Find "pub fn drain(&mut" in the records that follow; print that line and each subsequent line through the last one, verbatim and with nothing added.

Top of Provided entries

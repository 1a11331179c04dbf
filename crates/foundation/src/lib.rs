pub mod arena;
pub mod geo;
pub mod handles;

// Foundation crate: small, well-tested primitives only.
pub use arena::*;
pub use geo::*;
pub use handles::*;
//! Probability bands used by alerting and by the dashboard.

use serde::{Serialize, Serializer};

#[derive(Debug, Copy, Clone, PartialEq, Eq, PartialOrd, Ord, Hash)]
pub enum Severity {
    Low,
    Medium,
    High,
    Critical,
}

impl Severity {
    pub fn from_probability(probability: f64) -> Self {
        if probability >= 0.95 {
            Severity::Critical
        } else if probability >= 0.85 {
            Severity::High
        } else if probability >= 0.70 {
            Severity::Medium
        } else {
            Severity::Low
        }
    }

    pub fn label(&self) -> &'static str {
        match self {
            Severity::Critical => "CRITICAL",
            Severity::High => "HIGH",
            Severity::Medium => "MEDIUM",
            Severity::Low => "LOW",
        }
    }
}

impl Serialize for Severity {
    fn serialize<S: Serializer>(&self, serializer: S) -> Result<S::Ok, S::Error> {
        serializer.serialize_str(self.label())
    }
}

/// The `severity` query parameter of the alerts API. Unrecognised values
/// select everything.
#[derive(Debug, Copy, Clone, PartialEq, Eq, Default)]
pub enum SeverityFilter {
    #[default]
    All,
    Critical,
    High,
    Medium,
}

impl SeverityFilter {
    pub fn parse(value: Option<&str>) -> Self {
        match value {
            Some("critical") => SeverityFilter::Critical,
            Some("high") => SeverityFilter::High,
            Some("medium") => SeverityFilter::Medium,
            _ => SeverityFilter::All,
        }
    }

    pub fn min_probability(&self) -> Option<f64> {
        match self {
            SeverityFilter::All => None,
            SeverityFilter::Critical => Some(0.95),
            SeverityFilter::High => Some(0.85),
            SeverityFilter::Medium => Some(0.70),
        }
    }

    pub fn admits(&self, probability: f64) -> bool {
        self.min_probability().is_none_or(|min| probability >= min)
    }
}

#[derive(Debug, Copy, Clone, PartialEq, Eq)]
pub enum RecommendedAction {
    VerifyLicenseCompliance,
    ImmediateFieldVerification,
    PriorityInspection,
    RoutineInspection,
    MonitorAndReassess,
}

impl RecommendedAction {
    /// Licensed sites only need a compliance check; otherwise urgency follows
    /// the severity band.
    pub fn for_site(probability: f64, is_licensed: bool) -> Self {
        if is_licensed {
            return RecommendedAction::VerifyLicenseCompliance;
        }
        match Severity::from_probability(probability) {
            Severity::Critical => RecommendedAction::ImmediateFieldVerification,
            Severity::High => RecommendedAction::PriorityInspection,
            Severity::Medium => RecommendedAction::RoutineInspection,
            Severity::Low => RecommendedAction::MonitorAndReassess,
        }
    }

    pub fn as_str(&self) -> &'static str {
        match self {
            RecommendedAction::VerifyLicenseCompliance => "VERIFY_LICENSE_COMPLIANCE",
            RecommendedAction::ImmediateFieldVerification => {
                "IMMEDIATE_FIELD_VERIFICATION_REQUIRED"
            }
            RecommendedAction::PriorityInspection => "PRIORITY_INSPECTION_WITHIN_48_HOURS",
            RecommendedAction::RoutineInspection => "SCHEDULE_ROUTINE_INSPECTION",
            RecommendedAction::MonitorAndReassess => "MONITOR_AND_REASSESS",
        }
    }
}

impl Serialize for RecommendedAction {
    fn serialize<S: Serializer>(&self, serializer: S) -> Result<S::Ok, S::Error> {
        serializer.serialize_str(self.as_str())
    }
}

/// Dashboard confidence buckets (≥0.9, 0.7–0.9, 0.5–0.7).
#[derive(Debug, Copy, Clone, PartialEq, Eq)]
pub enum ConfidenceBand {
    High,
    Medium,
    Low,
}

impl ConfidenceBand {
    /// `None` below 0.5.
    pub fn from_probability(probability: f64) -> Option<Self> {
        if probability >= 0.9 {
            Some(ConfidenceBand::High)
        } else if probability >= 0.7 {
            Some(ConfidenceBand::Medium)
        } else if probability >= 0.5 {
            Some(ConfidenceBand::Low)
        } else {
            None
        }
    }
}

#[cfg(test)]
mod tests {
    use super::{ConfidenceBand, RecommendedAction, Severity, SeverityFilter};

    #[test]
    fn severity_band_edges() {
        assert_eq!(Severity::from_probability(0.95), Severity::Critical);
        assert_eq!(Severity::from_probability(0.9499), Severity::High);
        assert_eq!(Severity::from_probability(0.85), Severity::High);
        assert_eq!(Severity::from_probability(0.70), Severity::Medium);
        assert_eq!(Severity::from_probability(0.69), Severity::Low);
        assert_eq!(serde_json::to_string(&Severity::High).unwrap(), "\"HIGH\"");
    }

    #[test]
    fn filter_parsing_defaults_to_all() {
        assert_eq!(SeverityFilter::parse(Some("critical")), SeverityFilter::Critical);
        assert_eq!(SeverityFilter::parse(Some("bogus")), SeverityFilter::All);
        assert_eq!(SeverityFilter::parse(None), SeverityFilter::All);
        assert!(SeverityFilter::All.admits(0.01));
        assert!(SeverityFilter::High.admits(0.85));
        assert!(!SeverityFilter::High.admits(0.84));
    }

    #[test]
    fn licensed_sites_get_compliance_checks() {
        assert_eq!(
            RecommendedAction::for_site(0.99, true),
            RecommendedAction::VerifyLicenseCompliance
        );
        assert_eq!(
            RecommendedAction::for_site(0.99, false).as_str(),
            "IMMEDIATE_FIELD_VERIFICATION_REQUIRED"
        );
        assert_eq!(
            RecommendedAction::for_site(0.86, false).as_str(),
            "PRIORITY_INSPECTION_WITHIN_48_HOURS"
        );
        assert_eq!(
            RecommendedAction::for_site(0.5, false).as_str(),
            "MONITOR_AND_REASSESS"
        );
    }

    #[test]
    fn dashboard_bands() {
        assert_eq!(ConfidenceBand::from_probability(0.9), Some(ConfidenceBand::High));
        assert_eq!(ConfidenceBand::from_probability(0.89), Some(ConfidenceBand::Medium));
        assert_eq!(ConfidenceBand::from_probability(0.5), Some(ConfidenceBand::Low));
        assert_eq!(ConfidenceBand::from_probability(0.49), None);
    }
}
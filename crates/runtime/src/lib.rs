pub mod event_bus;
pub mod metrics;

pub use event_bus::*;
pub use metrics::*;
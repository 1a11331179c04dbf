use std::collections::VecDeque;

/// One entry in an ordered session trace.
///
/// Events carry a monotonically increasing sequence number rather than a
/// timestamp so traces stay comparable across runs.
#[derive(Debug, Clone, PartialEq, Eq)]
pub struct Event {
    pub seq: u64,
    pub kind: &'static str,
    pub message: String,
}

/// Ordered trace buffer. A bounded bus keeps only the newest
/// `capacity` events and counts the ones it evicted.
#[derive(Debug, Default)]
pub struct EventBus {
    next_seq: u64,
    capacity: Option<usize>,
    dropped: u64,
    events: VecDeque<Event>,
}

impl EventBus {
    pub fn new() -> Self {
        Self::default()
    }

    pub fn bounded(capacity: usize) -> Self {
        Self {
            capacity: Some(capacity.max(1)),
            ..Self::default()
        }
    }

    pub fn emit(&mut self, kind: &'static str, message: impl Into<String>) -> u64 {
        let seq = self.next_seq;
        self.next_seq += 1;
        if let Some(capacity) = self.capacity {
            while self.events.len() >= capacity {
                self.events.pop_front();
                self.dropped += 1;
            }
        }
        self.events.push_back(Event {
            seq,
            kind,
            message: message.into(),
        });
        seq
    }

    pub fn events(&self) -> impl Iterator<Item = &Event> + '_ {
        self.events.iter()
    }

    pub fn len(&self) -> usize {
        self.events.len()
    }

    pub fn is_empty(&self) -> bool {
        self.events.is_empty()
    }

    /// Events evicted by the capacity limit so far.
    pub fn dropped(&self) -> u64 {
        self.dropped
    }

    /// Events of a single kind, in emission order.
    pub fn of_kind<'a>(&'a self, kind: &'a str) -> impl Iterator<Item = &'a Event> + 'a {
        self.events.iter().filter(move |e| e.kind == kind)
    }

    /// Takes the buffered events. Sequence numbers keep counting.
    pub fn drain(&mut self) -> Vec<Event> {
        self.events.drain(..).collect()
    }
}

Bottom of Provided entries

== Answer section ==
    pub fn drain(&mut self) -> Vec<Event> {
        self.events.drain(..).collect()
    }
}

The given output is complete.